Task goal |
Establish how many lines in the records below include the word "SiteFile"; respond with that number only.

[Data excerpts]
******************************

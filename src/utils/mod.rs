//! Utility modules shared by the renderer and the generators.

pub mod date;
pub mod minify;
pub mod slug;
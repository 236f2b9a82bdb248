//! Document shell shared by every page: `<head>`, header, and footer.

use crate::config::SiteConfig;
use chrono::Datelike;
use quick_xml::escape::escape;

/// Stylesheet shipped with the binary and written to `/style.css`.
pub const STYLESHEET: &str = include_str!("../embed/style.css");

/// Site-relative path of the stylesheet.
pub const STYLESHEET_PATH: &str = "/style.css";

/// Wraps page content in the full document.
pub struct Layout<'a> {
    config: &'a SiteConfig,
    title: String,
}

impl<'a> Layout<'a> {
    /// Layout titled `{page_title} | {site title}`, or just the site title.
    pub fn new(config: &'a SiteConfig, page_title: Option<&str>) -> Self {
        let title = match page_title {
            Some(page) => format!("{page} | {}", config.base.title),
            None => config.base.title.clone(),
        };
        Self { config, title }
    }

    pub fn render(&self, main: &str) -> String {
        let base = &self.config.base;
        format!(
            r#"<!DOCTYPE html>
<html lang="{lang}">
<head>
<meta charset="utf-8">
<meta name="viewport" content="width=device-width, initial-scale=1">
<title>{title}</title>
<meta name="description" content="{description}">
<link rel="stylesheet" href="{STYLESHEET_PATH}">
</head>
<body>
<header class="site-header">
  <a class="logo" href="/" aria-label="{logo} logo" data-testid="logo">{logo}</a>
  <a class="cta" href="{cta_url}" target="_blank" rel="noreferrer" data-testid="header-cta">{cta_label}</a>
</header>
{main}
<footer class="site-footer">
  <div class="business">{business}</div>
  <div data-testid="footer-tag">&copy;{year} {legal_name}</div>
</footer>
</body>
</html>
"#,
            lang = escape(base.language.as_str()),
            title = escape(self.title.as_str()),
            description = escape(base.description.as_str()),
            logo = escape(base.logo.as_str()),
            cta_url = escape(base.cta_url.as_str()),
            cta_label = escape(base.cta_label.as_str()),
            business = escape(base.business.as_str()),
            legal_name = escape(base.legal_name.as_str()),
            year = chrono::Local::now().year(),
        )
    }
}

#[cfg(test)]
mod tests {
    use super::*;

    #[test]
    fn test_layout_shell() {
        let config = SiteConfig::default();
        let html = Layout::new(&config, None).render("<main>body</main>");

        assert!(html.starts_with("<!DOCTYPE html>"));
        assert!(html.contains(r#"<html lang="en-US">"#));
        assert!(html.contains("<title>PMC Consulting</title>"));
        assert!(html.contains(r#"data-testid="logo">PMC</a>"#));
        assert!(html.contains(r#"href="https://calendly.com/pmc-consult/intro""#));
        assert!(html.contains("Schedule a Consult"));
        assert!(html.contains("Patrick McElroy Consulting LLC."));
        assert!(html.contains("<main>body</main>"));
    }

    #[test]
    fn test_layout_page_title() {
        let config = SiteConfig::default();
        let html = Layout::new(&config, Some("Post not found")).render("");

        assert!(html.contains("<title>Post not found | PMC Consulting</title>"));
    }

    #[test]
    fn test_layout_escapes_config_values() {
        let mut config = SiteConfig::default();
        config.base.title = "R&D <Ops>".into();
        let html = Layout::new(&config, None).render("");

        assert!(html.contains("<title>R&amp;D &lt;Ops&gt;</title>"));
    }
}
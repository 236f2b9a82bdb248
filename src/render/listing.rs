//! Blog listing: one summary per post, in store order.

use super::format::{date_html, excerpt_text, tags_html, title_text};
use crate::content::{BLOG_PREFIX, ContentStore, PostRecord};
use crate::utils::slug::identifier_of;

/// Everything the listing shows for one post.
#[derive(Debug, Clone, PartialEq, Eq)]
pub struct Summary<'a> {
    pub post: &'a PostRecord,
    /// Identifier computed for this render.
    pub identifier: String,
}

impl Summary<'_> {
    /// Link target of the detail page.
    pub fn href(&self) -> String {
        format!("{BLOG_PREFIX}/{}", self.identifier)
    }

    pub fn to_html(&self) -> String {
        format!(
            r#"<article class="card post-entry" data-testid="post-entry">
  {date}
  <h3 data-testid="post-title">{title}</h3>
  <p data-testid="post-excerpt">{excerpt}</p>
  {tags}
  <a class="read-more" href="{href}" data-testid="post-link">Read more &rarr;</a>
</article>"#,
            date = date_html(self.post),
            title = title_text(self.post),
            excerpt = excerpt_text(self.post),
            tags = tags_html(self.post),
            href = self.href(),
        )
    }
}

/// Lazily produce one summary per post, in store order.
///
/// Identifiers are recomputed on every call; nothing is cached.
pub fn summaries(store: &ContentStore) -> impl Iterator<Item = Summary<'_>> {
    store.posts().iter().map(|post| Summary {
        post,
        identifier: identifier_of(&post.title),
    })
}

/// The blog section of the home page.
pub fn render_listing(store: &ContentStore) -> String {
    let entries: Vec<String> = summaries(store).map(|summary| summary.to_html()).collect();

    format!(
        r#"<section class="blog" id="blog" data-testid="blog-list">
<h2>From the blog</h2>
<div class="grid">
{}
</div>
</section>"#,
        entries.join("\n")
    )
}
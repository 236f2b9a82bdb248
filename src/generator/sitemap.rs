//! Sitemap generation.
//!
//! Lists the home page and every post's detail page.
//!
//! ```xml
//! <?xml version="1.0" encoding="UTF-8"?>
//! <urlset xmlns="http://www.sitemaps.org/schemas/sitemap/0.9">
//!   <url>
//!     <loc>https://pmc-consult.com/blog/zapier-vs-retool-for-logistics-workflows/</loc>
//!     <lastmod>2025-07-22</lastmod>
//!   </url>
//! </urlset>
//! ```

use crate::{
    config::SiteConfig,
    content::ContentStore,
    log,
    render::summaries,
    utils::{
        date::iso_date,
        minify::{Markup, minify},
    },
};
use anyhow::{Context, Result};
use quick_xml::escape::escape;
use std::{fmt::Write, fs};

/// XML namespace for sitemap
const SITEMAP_NS: &str = "http://www.sitemaps.org/schemas/sitemap/0.9";

/// Build sitemap if enabled in config.
pub fn build_sitemap(config: &SiteConfig, store: &ContentStore) -> Result<()> {
    if config.build.sitemap.enable {
        Sitemap::new(config, store).write(config)?;
    }
    Ok(())
}

struct Sitemap {
    urls: Vec<UrlEntry>,
}

struct UrlEntry {
    loc: String,
    /// `YYYY-MM-DD`
    lastmod: Option<String>,
}

impl Sitemap {
    fn new(config: &SiteConfig, store: &ContentStore) -> Self {
        let absolute = |path: &str| config.base.absolute_url(path).unwrap_or_else(|| path.to_owned());

        let home = UrlEntry {
            loc: absolute("/"),
            lastmod: None,
        };
        let posts = summaries(store).map(|summary| UrlEntry {
            loc: absolute(&format!("{}/", summary.href())),
            lastmod: Some(iso_date(summary.post.date)),
        });

        Self {
            urls: std::iter::once(home).chain(posts).collect(),
        }
    }

    fn into_xml(self) -> String {
        let mut xml = String::with_capacity(4096);

        xml.push_str(r#"<?xml version="1.0" encoding="UTF-8"?>"#);
        xml.push('\n');
        let _ = writeln!(xml, r#"<urlset xmlns="{SITEMAP_NS}">"#);

        for entry in self.urls {
            xml.push_str("  <url>\n");
            let _ = writeln!(xml, "    <loc>{}</loc>", escape(entry.loc.as_str()));
            if let Some(lastmod) = entry.lastmod {
                let _ = writeln!(xml, "    <lastmod>{lastmod}</lastmod>");
            }
            xml.push_str("  </url>\n");
        }

        xml.push_str("</urlset>\n");
        xml
    }

    fn write(self, config: &SiteConfig) -> Result<()> {
        let path = config.sitemap_path();
        let xml = self.into_xml();
        let xml = minify(Markup::Xml(&xml), config.build.minify);

        if let Some(parent) = path.parent() {
            fs::create_dir_all(parent)?;
        }
        fs::write(&path, &*xml)
            .with_context(|| format!("Failed to write sitemap to {}", path.display()))?;

        log!("sitemap"; "{}", path.file_name().unwrap_or_default().to_string_lossy());
        Ok(())
    }
}
//! Working set of sites owned by the caller.
//!
//! The planning functions only ever borrow a snapshot of the roster; nothing in the core keeps
//! or mutates it between calls.

use std::fs;
use std::path::Path;

use serde::Deserialize;
use tracing::debug;

use crate::error::{PlanError, RosterError};
use crate::models::Site;

/// Ordered list of sites; duplicate names are allowed and kept as separate entries
#[derive(Clone, Debug, Default, PartialEq)]
pub struct SiteRoster {
    sites: Vec<Site>,
}

#[derive(Deserialize)]
struct SiteFile {
    #[serde(default)]
    sites: Vec<Site>,
}

#[derive(Deserialize)]
#[serde(untagged)]
enum JsonSites {
    List(Vec<Site>),
    Wrapped(SiteFile),
}

impl SiteRoster {
    pub fn new() -> Self {
        Self::default()
    }

    /// Append a site after checking the entry is usable
    pub fn add(&mut self, site: Site) -> Result<(), PlanError> {
        if site.name.trim().is_empty() {
            return Err(PlanError::invalid("site name must not be empty"));
        }
        if !site.current_wait.is_finite() || site.current_wait < 0.0 {
            return Err(PlanError::invalid(format!(
                "current wait for '{}' must be a non-negative number of weeks, got {}",
                site.name, site.current_wait
            )));
        }
        self.sites.push(site);
        Ok(())
    }

    /// Remove and return the site at `index`, if any
    pub fn remove(&mut self, index: usize) -> Option<Site> {
        (index < self.sites.len()).then(|| self.sites.remove(index))
    }

    pub fn clear(&mut self) {
        self.sites.clear();
    }

    pub fn sites(&self) -> &[Site] {
        &self.sites
    }

    pub fn len(&self) -> usize {
        self.sites.len()
    }

    pub fn is_empty(&self) -> bool {
        self.sites.is_empty()
    }

    /// Sum of current weekly throughput across the roster
    pub fn current_total(&self) -> u64 {
        self.sites
            .iter()
            .fold(0u64, |acc, s| acc.saturating_add(s.current_throughput))
    }

    /// Append every site listed in a `.toml` or `.json` file
    pub fn load_file(&mut self, path: &Path) -> Result<(), RosterError> {
        let text = fs::read_to_string(path).map_err(|source| RosterError::Io {
            path: path.to_path_buf(),
            source,
        })?;

        let extension = path
            .extension()
            .and_then(|ext| ext.to_str())
            .map(str::to_ascii_lowercase);
        let sites = match extension.as_deref() {
            Some("toml") => {
                let file: SiteFile = toml::from_str(&text).map_err(|source| RosterError::Toml {
                    path: path.to_path_buf(),
                    source,
                })?;
                file.sites
            }
            Some("json") => {
                let parsed: JsonSites =
                    serde_json::from_str(&text).map_err(|source| RosterError::Json {
                        path: path.to_path_buf(),
                        source,
                    })?;
                match parsed {
                    JsonSites::List(sites) => sites,
                    JsonSites::Wrapped(file) => file.sites,
                }
            }
            _ => {
                return Err(RosterError::UnsupportedFormat {
                    path: path.to_path_buf(),
                })
            }
        };

        debug!(path = %path.display(), count = sites.len(), "loaded site file");
        for site in sites {
            self.add(site)?;
        }
        Ok(())
    }

    /// Append a site written as `NAME:THROUGHPUT:WAIT`
    pub fn add_spec(&mut self, spec: &str) -> Result<(), RosterError> {
        let site = parse_site_spec(spec)?;
        self.add(site)?;
        Ok(())
    }
}

/// Parse `NAME:THROUGHPUT:WAIT`; the name itself may contain colons
pub fn parse_site_spec(spec: &str) -> Result<Site, RosterError> {
    let malformed = |reason: &str| RosterError::MalformedSpec {
        spec: spec.to_string(),
        reason: reason.to_string(),
    };

    let mut parts = spec.rsplitn(3, ':');
    let (Some(wait), Some(throughput), Some(name)) = (parts.next(), parts.next(), parts.next())
    else {
        return Err(malformed("expected NAME:THROUGHPUT:WAIT"));
    };

    let current_throughput = throughput
        .trim()
        .parse::<u64>()
        .map_err(|_| malformed("throughput must be a non-negative whole number"))?;
    let current_wait = wait
        .trim()
        .parse::<f64>()
        .map_err(|_| malformed("wait must be a number of weeks"))?;

    Ok(Site::new(name.trim(), current_throughput, current_wait))
}

#[cfg(test)]
mod tests {
    use super::*;
    use pretty_assertions::assert_eq;
    use std::io::Write;

    #[test]
    fn test_add_rejects_empty_name() {
        let mut roster = SiteRoster::new();
        let err = roster.add(Site::new("   ", 10, 2.0)).unwrap_err();
        assert!(matches!(err, PlanError::InvalidInput { .. }));
        assert!(roster.is_empty());
    }

    #[test]
    fn test_add_rejects_bad_wait() {
        let mut roster = SiteRoster::new();
        assert!(roster.add(Site::new("A", 10, -0.5)).is_err());
        assert!(roster.add(Site::new("A", 10, f64::INFINITY)).is_err());
        assert!(roster.add(Site::new("A", 10, f64::NAN)).is_err());
    }

    #[test]
    fn test_duplicates_kept_in_order() {
        let mut roster = SiteRoster::new();
        roster.add(Site::new("Umeå", 10, 4.0)).unwrap();
        roster.add(Site::new("Luleå", 5, 8.0)).unwrap();
        roster.add(Site::new("Umeå", 3, 1.0)).unwrap();

        assert_eq!(roster.len(), 3);
        assert_eq!(roster.current_total(), 18);
        let names: Vec<&str> = roster.sites().iter().map(|s| s.name.as_str()).collect();
        assert_eq!(names, vec!["Umeå", "Luleå", "Umeå"]);
    }

    #[test]
    fn test_remove_and_clear() {
        let mut roster = SiteRoster::new();
        roster.add(Site::new("A", 1, 1.0)).unwrap();
        roster.add(Site::new("B", 2, 2.0)).unwrap();

        assert_eq!(roster.remove(5), None);
        assert_eq!(roster.remove(0), Some(Site::new("A", 1, 1.0)));
        assert_eq!(roster.sites(), &[Site::new("B", 2, 2.0)]);

        roster.clear();
        assert!(roster.is_empty());
        assert_eq!(roster.current_total(), 0);
    }

    #[test]
    fn test_current_total_saturates() {
        let mut roster = SiteRoster::new();
        roster.add(Site::new("A", u64::MAX, 1.0)).unwrap();
        roster.add(Site::new("B", 7, 1.0)).unwrap();
        assert_eq!(roster.current_total(), u64::MAX);
    }

    #[test]
    fn test_parse_site_spec() {
        assert_eq!(parse_site_spec("A:10:4.0").unwrap(), Site::new("A", 10, 4.0));
        assert_eq!(
            parse_site_spec("Site: North:5: 8").unwrap(),
            Site::new("Site: North", 5, 8.0)
        );
        assert!(parse_site_spec("A:10").is_err());
        assert!(parse_site_spec("A:-1:2.0").is_err());
        assert!(parse_site_spec("A:3:soon").is_err());
    }

    #[test]
    fn test_add_spec_rejects_empty_name() {
        let mut roster = SiteRoster::new();
        let err = roster.add_spec(":10:4.0").unwrap_err();
        assert!(matches!(err, RosterError::Plan(PlanError::InvalidInput { .. })));
    }

    #[test]
    fn test_load_toml_file() {
        let mut file = tempfile::Builder::new().suffix(".toml").tempfile().unwrap();
        writeln!(
            file,
            r#"
[[sites]]
name = "A"
current_throughput = 10
current_wait = 4.0

[[sites]]
name = "B"
current_throughput = 5
current_wait = 8.0
"#
        )
        .unwrap();

        let mut roster = SiteRoster::new();
        roster.load_file(file.path()).unwrap();
        assert_eq!(
            roster.sites(),
            &[Site::new("A", 10, 4.0), Site::new("B", 5, 8.0)]
        );
    }

    #[test]
    fn test_load_json_list_and_wrapped() {
        let mut list = tempfile::Builder::new().suffix(".json").tempfile().unwrap();
        write!(
            list,
            r#"[{{"name": "A", "current_throughput": 10, "current_wait": 4.0}}]"#
        )
        .unwrap();
        let mut wrapped = tempfile::Builder::new().suffix(".json").tempfile().unwrap();
        write!(
            wrapped,
            r#"{{"sites": [{{"name": "B", "current_throughput": 5, "current_wait": 8.0}}]}}"#
        )
        .unwrap();

        let mut roster = SiteRoster::new();
        roster.load_file(list.path()).unwrap();
        roster.load_file(wrapped.path()).unwrap();
        assert_eq!(roster.len(), 2);
        assert_eq!(roster.current_total(), 15);
    }

    #[test]
    fn test_load_rejects_unknown_extension() {
        let file = tempfile::Builder::new().suffix(".csv").tempfile().unwrap();
        let err = SiteRoster::new().load_file(file.path()).unwrap_err();
        assert!(matches!(err, RosterError::UnsupportedFormat { .. }));
    }

    #[test]
    fn test_load_missing_file() {
        let err = SiteRoster::new()
            .load_file(Path::new("/nonexistent/sites.toml"))
            .unwrap_err();
        assert!(matches!(err, RosterError::Io { .. }));
    }
}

******************************

Written solution |
3